When I first went back to work and wasn't coping she went into our room and moved stuff around and I got really upset and D supposedly told her not to go in there.

I don't like her doing our laundry, I can cope with her doing the dishes (sometimes... barely) and the weeding but I don't want her doing our laundry. So one day I asked her not to do it and she did it anyway and even if I wash everything and perhaps leave 1 or 2 things at the bottom of the laundry basket she will wash that so last time she came over I put the laundry basket in our room and today I did the same. Well she went into our room and took the laundry out and washed it and moved stuff around in the bathroom and just it was all WRONG! Things out of place!!!! That's my place, my stuff, my area and she just goes in there. I am sure in her tiny fricken head that its alright because she's trying to help or D or his dad will say that's how she is, she can't help herself. Well that's no excuse!!!

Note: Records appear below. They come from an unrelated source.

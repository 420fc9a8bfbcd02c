//! PNG chart rendering
//!
//! Four figures, each drawn with plotters onto a `BitMapBackend`:
//! - `heatmap`: models × steps composite grid
//! - `radar`: per-family dimension profiles, one polygon per version
//! - `difficulty`: horizontal bars of per-step averages
//! - `timeline`: mean composite across versions, per family
//!
//! Drawing helpers return `Box<dyn Error>` so plotters' backend errors can
//! bubble up with `?`; the public entry points convert them to
//! `EvalError::Chart` naming the output file.

pub mod difficulty;
pub mod heatmap;
pub mod palette;
pub mod radar;
pub mod timeline;

pub use difficulty::render_step_difficulty;
pub use heatmap::render_heatmap;
pub use radar::render_family_radar;
pub use timeline::render_version_timeline;

use crate::config::ChartConfig;
use crate::error::{EvalError, Result};
use plotters::prelude::{FontDesc, FontStyle, IntoFont};
use std::fs;
use std::path::Path;

pub(crate) type DrawResult = std::result::Result<(), Box<dyn std::error::Error>>;

/// Create the output directory, run `draw`, and log the written file
pub(crate) fn render_to<F>(path: &Path, what: &str, draw: F) -> Result<()>
where
    F: FnOnce(&Path) -> DrawResult,
{
    if let Some(parent) = path.parent() {
        if !parent.as_os_str().is_empty() {
            fs::create_dir_all(parent)?;
        }
    }
    draw(path).map_err(|e| EvalError::Chart {
        path: path.to_path_buf(),
        message: e.to_string(),
    })?;
    tracing::info!(chart = what, path = %path.display(), "chart written");
    Ok(())
}

pub(crate) fn font(config: &ChartConfig, size: u32) -> FontDesc<'_> {
    (config.font_family.as_str(), size).into_font()
}

pub(crate) fn bold(config: &ChartConfig, size: u32) -> FontDesc<'_> {
    font(config, size).style(FontStyle::Bold)
}

/// `size` reduced by `by` points, never below 1
pub(crate) fn smaller(size: u32, by: u32) -> u32 {
    size.saturating_sub(by).max(1)
}
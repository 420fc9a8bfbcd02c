//! First Fully Correct Version per Family
//!
//! For each family, walks its versions in table-encounter order and stops at
//! the first version whose every row is fully scored and fully correct.

use crate::catalog::ModelFamily;
use crate::data::ScoringMatrix;
use crate::scorer::{is_row_fully_correct, is_row_fully_scored};
use serde::Serialize;

/// Answer for one family
#[derive(Debug, Clone, PartialEq, Serialize)]
pub struct FamilyVerdict {
    pub family: ModelFamily,
    /// None when no version qualifies
    pub first_correct_version: Option<String>,
}

/// Find the first version per family with every step fully correct
///
/// Families appear in order of first appearance in the matrix. A version with
/// no rows never qualifies.
pub fn first_fully_correct(matrix: &ScoringMatrix) -> Vec<FamilyVerdict> {
    matrix
        .families()
        .into_iter()
        .map(|family| {
            let first_correct_version = matrix
                .versions_of(family)
                .into_iter()
                .find(|version| version_is_fully_correct(matrix, family, version))
                .map(str::to_string);

            FamilyVerdict { family, first_correct_version }
        })
        .collect()
}

fn version_is_fully_correct(matrix: &ScoringMatrix, family: ModelFamily, version: &str) -> bool {
    let mut rows = matrix.rows_for_version(family, version).peekable();
    if rows.peek().is_none() {
        return false;
    }
    rows.all(|row| is_row_fully_scored(row) && is_row_fully_correct(row))
}

#[cfg(test)]
mod tests {
    use super::*;
    use crate::data::ScoreRow;

    const PERFECT: [&str; 5] = ["C", "C", "P", "S", "R"];

    fn row(family: ModelFamily, version: &str, step: u32, grades: [&str; 5]) -> ScoreRow {
        ScoreRow::new(family, version, step, format!("step {step}"), grades)
    }

    #[test]
    fn test_incomplete_version_does_not_qualify() {
        let matrix = ScoringMatrix::new(vec![
            row(ModelFamily::OpenAi, "v1", 1, PERFECT),
            row(ModelFamily::OpenAi, "v1", 2, ["C", "C", "P", "", "R"]),
        ]);
        let verdicts = first_fully_correct(&matrix);
        assert_eq!(
            verdicts,
            vec![FamilyVerdict { family: ModelFamily::OpenAi, first_correct_version: None }]
        );
    }

    #[test]
    fn test_first_qualifying_version_in_encounter_order() {
        // "o1" is listed before "gpt4o" in the table, so it wins even though
        // gpt4o is chronologically older
        let matrix = ScoringMatrix::new(vec![
            row(ModelFamily::OpenAi, "o3_mini", 1, ["C", "A", "P", "S", "R"]),
            row(ModelFamily::OpenAi, "o1", 1, PERFECT),
            row(ModelFamily::OpenAi, "gpt4o", 1, PERFECT),
            row(ModelFamily::OpenAi, "o1", 2, PERFECT),
            row(ModelFamily::OpenAi, "gpt4o", 2, PERFECT),
        ]);
        let verdicts = first_fully_correct(&matrix);
        assert_eq!(verdicts[0].first_correct_version.as_deref(), Some("o1"));
    }

    #[test]
    fn test_families_in_first_appearance_order() {
        let matrix = ScoringMatrix::new(vec![
            row(ModelFamily::Gemini, "3_pro", 1, PERFECT),
            row(ModelFamily::Claude, "sonnet_4", 1, ["C", "C", "F", "S", "R"]),
            row(ModelFamily::OpenAi, "gpt5", 1, ["c", "c", "p", "s", "r"]),
        ]);
        let verdicts = first_fully_correct(&matrix);
        let families: Vec<_> = verdicts.iter().map(|v| v.family).collect();
        assert_eq!(families, vec![ModelFamily::Gemini, ModelFamily::Claude, ModelFamily::OpenAi]);
        assert_eq!(verdicts[0].first_correct_version.as_deref(), Some("3_pro"));
        assert_eq!(verdicts[1].first_correct_version, None);
        // Lowercase grades still count as correct
        assert_eq!(verdicts[2].first_correct_version.as_deref(), Some("gpt5"));
    }

    #[test]
    fn test_unscored_rows_never_qualify() {
        let matrix = ScoringMatrix::new(vec![row(ModelFamily::Claude, "opus_4.6", 1, [""; 5])]);
        assert_eq!(first_fully_correct(&matrix)[0].first_correct_version, None);
    }

    #[test]
    fn test_empty_matrix() {
        assert!(first_fully_correct(&ScoringMatrix::default()).is_empty());
    }
}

I'm sorry - what part of a closed door don't you understand?!?!!?? no wonder Alexander couldn't sleep if you were running the washing machine or cleaning while he was settling!!!!!!!!!!!!!!!!!!!!!!!!!!

I don't want her here ever again if she can't understand respect!

D wants to go out for dinner Friday night and have them babysit and he rang up and was trying to pressure me about going and I didn't really want to discuss it because I don't want to discuss his parents with him because he doesn't understand and sometimes he tries but he really doesn't get it and I am supposed to be going to work this weekend and they have to come around and sit and Friday as well. I so hope my brother is coming next week so he can sit for us! and when I finish work they are not babysitting again! (she says but of course they will probably have to when I go into hospital to have bubba2)

so i really haven't calmed down that much but I just didn't need it. D thinks I should be grateful less work for me to do but I don't see him putting the laundry away or folding it in a hurry! So I still have to deal with it!